--- THE RECORDS Enclosed Below ---
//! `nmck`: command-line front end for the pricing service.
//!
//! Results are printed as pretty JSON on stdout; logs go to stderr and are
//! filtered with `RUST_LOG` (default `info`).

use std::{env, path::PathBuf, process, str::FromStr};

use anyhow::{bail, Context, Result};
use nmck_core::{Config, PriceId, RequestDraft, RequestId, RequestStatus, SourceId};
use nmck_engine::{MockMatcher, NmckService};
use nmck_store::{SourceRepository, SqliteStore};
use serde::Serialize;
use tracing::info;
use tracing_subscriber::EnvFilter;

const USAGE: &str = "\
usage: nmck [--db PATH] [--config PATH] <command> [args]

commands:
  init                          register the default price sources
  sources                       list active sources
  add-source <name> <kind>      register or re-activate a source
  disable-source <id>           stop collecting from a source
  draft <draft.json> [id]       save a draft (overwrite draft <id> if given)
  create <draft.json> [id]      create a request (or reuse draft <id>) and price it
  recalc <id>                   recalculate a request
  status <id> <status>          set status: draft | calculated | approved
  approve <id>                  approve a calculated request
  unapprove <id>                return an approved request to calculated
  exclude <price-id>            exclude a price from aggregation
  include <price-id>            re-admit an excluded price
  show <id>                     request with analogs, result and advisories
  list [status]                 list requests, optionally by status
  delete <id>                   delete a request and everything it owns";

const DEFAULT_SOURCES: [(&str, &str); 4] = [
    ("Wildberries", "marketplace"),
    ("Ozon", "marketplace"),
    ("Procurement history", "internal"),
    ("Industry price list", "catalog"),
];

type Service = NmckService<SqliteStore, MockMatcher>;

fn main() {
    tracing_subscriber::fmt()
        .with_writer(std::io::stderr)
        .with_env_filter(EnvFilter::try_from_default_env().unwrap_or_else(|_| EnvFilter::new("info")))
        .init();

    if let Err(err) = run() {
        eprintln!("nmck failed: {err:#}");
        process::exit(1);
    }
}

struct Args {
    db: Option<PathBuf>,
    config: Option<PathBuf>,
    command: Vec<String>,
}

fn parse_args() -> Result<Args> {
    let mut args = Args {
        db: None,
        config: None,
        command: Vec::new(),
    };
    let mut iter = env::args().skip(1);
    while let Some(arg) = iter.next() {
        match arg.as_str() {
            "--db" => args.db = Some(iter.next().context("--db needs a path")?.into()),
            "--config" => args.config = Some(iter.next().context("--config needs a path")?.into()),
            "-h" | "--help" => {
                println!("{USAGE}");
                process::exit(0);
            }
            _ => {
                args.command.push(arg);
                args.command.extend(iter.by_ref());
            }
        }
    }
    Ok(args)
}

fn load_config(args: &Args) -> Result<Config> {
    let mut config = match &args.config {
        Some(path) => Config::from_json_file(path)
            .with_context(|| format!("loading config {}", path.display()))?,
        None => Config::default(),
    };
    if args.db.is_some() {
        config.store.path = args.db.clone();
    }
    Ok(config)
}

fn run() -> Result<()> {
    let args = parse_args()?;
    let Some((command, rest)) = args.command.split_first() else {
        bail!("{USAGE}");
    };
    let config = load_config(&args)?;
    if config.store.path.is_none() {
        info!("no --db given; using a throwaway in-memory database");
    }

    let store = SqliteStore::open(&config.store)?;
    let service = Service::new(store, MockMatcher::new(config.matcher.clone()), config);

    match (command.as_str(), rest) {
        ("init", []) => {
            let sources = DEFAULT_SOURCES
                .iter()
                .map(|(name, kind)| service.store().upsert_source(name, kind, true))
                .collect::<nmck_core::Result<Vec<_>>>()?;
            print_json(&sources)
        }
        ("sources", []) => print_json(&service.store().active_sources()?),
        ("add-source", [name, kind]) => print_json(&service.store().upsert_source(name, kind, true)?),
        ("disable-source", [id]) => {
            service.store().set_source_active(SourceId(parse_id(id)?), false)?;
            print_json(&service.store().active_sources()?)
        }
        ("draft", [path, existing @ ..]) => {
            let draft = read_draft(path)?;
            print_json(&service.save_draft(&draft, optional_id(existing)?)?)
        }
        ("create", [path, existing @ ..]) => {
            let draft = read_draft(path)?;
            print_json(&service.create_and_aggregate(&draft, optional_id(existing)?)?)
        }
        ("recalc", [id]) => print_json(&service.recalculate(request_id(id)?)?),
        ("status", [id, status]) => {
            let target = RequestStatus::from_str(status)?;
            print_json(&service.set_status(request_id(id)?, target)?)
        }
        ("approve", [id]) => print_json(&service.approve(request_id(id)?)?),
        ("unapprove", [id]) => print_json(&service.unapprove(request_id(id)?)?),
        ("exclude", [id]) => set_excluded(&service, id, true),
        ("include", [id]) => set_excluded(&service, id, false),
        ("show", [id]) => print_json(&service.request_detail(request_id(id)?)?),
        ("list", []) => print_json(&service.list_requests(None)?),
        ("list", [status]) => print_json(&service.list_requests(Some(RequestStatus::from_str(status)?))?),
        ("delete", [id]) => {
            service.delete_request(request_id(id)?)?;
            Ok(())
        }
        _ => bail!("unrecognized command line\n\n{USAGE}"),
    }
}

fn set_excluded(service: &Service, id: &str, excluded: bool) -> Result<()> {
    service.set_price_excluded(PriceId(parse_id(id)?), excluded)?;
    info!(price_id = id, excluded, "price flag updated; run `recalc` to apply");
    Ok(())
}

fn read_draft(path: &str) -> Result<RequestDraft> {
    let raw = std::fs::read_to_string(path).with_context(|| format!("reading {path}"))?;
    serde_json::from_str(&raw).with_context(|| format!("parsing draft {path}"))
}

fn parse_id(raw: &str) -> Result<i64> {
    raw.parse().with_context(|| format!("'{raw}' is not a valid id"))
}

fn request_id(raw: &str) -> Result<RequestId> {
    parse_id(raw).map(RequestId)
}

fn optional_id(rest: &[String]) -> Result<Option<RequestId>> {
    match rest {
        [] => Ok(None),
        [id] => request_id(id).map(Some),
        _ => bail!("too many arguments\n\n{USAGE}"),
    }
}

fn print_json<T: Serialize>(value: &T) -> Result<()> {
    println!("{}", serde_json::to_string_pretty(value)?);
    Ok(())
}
--- End of Enclosed THE RECORDS ---
EXERCISE BRIEF: After reading the entries, reproduce every one of them exactly.

SOLUTION TO THIS EXERCISE:
//! `nmck`: command-line front end for the pricing service.
//!
//! Results are printed as pretty JSON on stdout; logs go to stderr and are
//! filtered with `RUST_LOG` (default `info`).

use std::{env, path::PathBuf, process, str::FromStr};

use anyhow::{bail, Context, Result};
use nmck_core::{Config, PriceId, RequestDraft, RequestId, RequestStatus, SourceId};
use nmck_engine::{MockMatcher, NmckService};
use nmck_store::{SourceRepository, SqliteStore};
use serde::Serialize;
use tracing::info;
use tracing_subscriber::EnvFilter;

const USAGE: &str = "\
usage: nmck [--db PATH] [--config PATH] <command> [args]

commands:
  init                          register the default price sources
  sources                       list active sources
  add-source <name> <kind>      register or re-activate a source
  disable-source <id>           stop collecting from a source
  draft <draft.json> [id]       save a draft (overwrite draft <id> if given)
  create <draft.json> [id]      create a request (or reuse draft <id>) and price it
  recalc <id>                   recalculate a request
  status <id> <status>          set status: draft | calculated | approved
  approve <id>                  approve a calculated request
  unapprove <id>                return an approved request to calculated
  exclude <price-id>            exclude a price from aggregation
  include <price-id>            re-admit an excluded price
  show <id>                     request with analogs, result and advisories
  list [status]                 list requests, optionally by status
  delete <id>                   delete a request and everything it owns";

const DEFAULT_SOURCES: [(&str, &str); 4] = [
    ("Wildberries", "marketplace"),
    ("Ozon", "marketplace"),
    ("Procurement history", "internal"),
    ("Industry price list", "catalog"),
];

type Service = NmckService<SqliteStore, MockMatcher>;

fn main() {
    tracing_subscriber::fmt()
        .with_writer(std::io::stderr)
        .with_env_filter(EnvFilter::try_from_default_env().unwrap_or_else(|_| EnvFilter::new("info")))
        .init();

    if let Err(err) = run() {
        eprintln!("nmck failed: {err:#}");
        process::exit(1);
    }
}

struct Args {
    db: Option<PathBuf>,
    config: Option<PathBuf>,
    command: Vec<String>,
}

fn parse_args() -> Result<Args> {
    let mut args = Args {
        db: None,
        config: None,
        command: Vec::new(),
    };
    let mut iter = env::args().skip(1);
    while let Some(arg) = iter.next() {
        match arg.as_str() {
            "--db" => args.db = Some(iter.next().context("--db needs a path")?.into()),
            "--config" => args.config = Some(iter.next().context("--config needs a path")?.into()),
            "-h" | "--help" => {
                println!("{USAGE}");
                process::exit(0);
            }
            _ => {
                args.command.push(arg);
                args.command.extend(iter.by_ref());
            }
        }
    }
    Ok(args)
}

fn load_config(args: &Args) -> Result<Config> {
    let mut config = match &args.config {
        Some(path) => Config::from_json_file(path)
            .with_context(|| format!("loading config {}", path.display()))?,
        None => Config::default(),
    };
    if args.db.is_some() {
        config.store.path = args.db.clone();
    }
    Ok(config)
}

fn run() -> Result<()> {
    let args = parse_args()?;
    let Some((command, rest)) = args.command.split_first() else {
        bail!("{USAGE}");
    };
    let config = load_config(&args)?;
    if config.store.path.is_none() {
        info!("no --db given; using a throwaway in-memory database");
    }

    let store = SqliteStore::open(&config.store)?;
    let service = Service::new(store, MockMatcher::new(config.matcher.clone()), config);

    match (command.as_str(), rest) {
        ("init", []) => {
            let sources = DEFAULT_SOURCES
                .iter()
                .map(|(name, kind)| service.store().upsert_source(name, kind, true))
                .collect::<nmck_core::Result<Vec<_>>>()?;
            print_json(&sources)
        }
        ("sources", []) => print_json(&service.store().active_sources()?),
        ("add-source", [name, kind]) => print_json(&service.store().upsert_source(name, kind, true)?),
        ("disable-source", [id]) => {
            service.store().set_source_active(SourceId(parse_id(id)?), false)?;
            print_json(&service.store().active_sources()?)
        }
        ("draft", [path, existing @ ..]) => {
            let draft = read_draft(path)?;
            print_json(&service.save_draft(&draft, optional_id(existing)?)?)
        }
        ("create", [path, existing @ ..]) => {
            let draft = read_draft(path)?;
            print_json(&service.create_and_aggregate(&draft, optional_id(existing)?)?)
        }
        ("recalc", [id]) => print_json(&service.recalculate(request_id(id)?)?),
        ("status", [id, status]) => {
            let target = RequestStatus::from_str(status)?;
            print_json(&service.set_status(request_id(id)?, target)?)
        }
        ("approve", [id]) => print_json(&service.approve(request_id(id)?)?),
        ("unapprove", [id]) => print_json(&service.unapprove(request_id(id)?)?),
        ("exclude", [id]) => set_excluded(&service, id, true),
        ("include", [id]) => set_excluded(&service, id, false),
        ("show", [id]) => print_json(&service.request_detail(request_id(id)?)?),
        ("list", []) => print_json(&service.list_requests(None)?),
        ("list", [status]) => print_json(&service.list_requests(Some(RequestStatus::from_str(status)?))?),
        ("delete", [id]) => {
            service.delete_request(request_id(id)?)?;
            Ok(())
        }
        _ => bail!("unrecognized command line\n\n{USAGE}"),
    }
}

fn set_excluded(service: &Service, id: &str, excluded: bool) -> Result<()> {
    service.set_price_excluded(PriceId(parse_id(id)?), excluded)?;
    info!(price_id = id, excluded, "price flag updated; run `recalc` to apply");
    Ok(())
}

fn read_draft(path: &str) -> Result<RequestDraft> {
    let raw = std::fs::read_to_string(path).with_context(|| format!("reading {path}"))?;
    serde_json::from_str(&raw).with_context(|| format!("parsing draft {path}"))
}

fn parse_id(raw: &str) -> Result<i64> {
    raw.parse().with_context(|| format!("'{raw}' is not a valid id"))
}

fn request_id(raw: &str) -> Result<RequestId> {
    parse_id(raw).map(RequestId)
}

fn optional_id(rest: &[String]) -> Result<Option<RequestId>> {
    match rest {
        [] => Ok(None),
        [id] => request_id(id).map(Some),
        _ => bail!("too many arguments\n\n{USAGE}"),
    }
}

fn print_json<T: Serialize>(value: &T) -> Result<()> {
    println!("{}", serde_json::to_string_pretty(value)?);
    Ok(())
}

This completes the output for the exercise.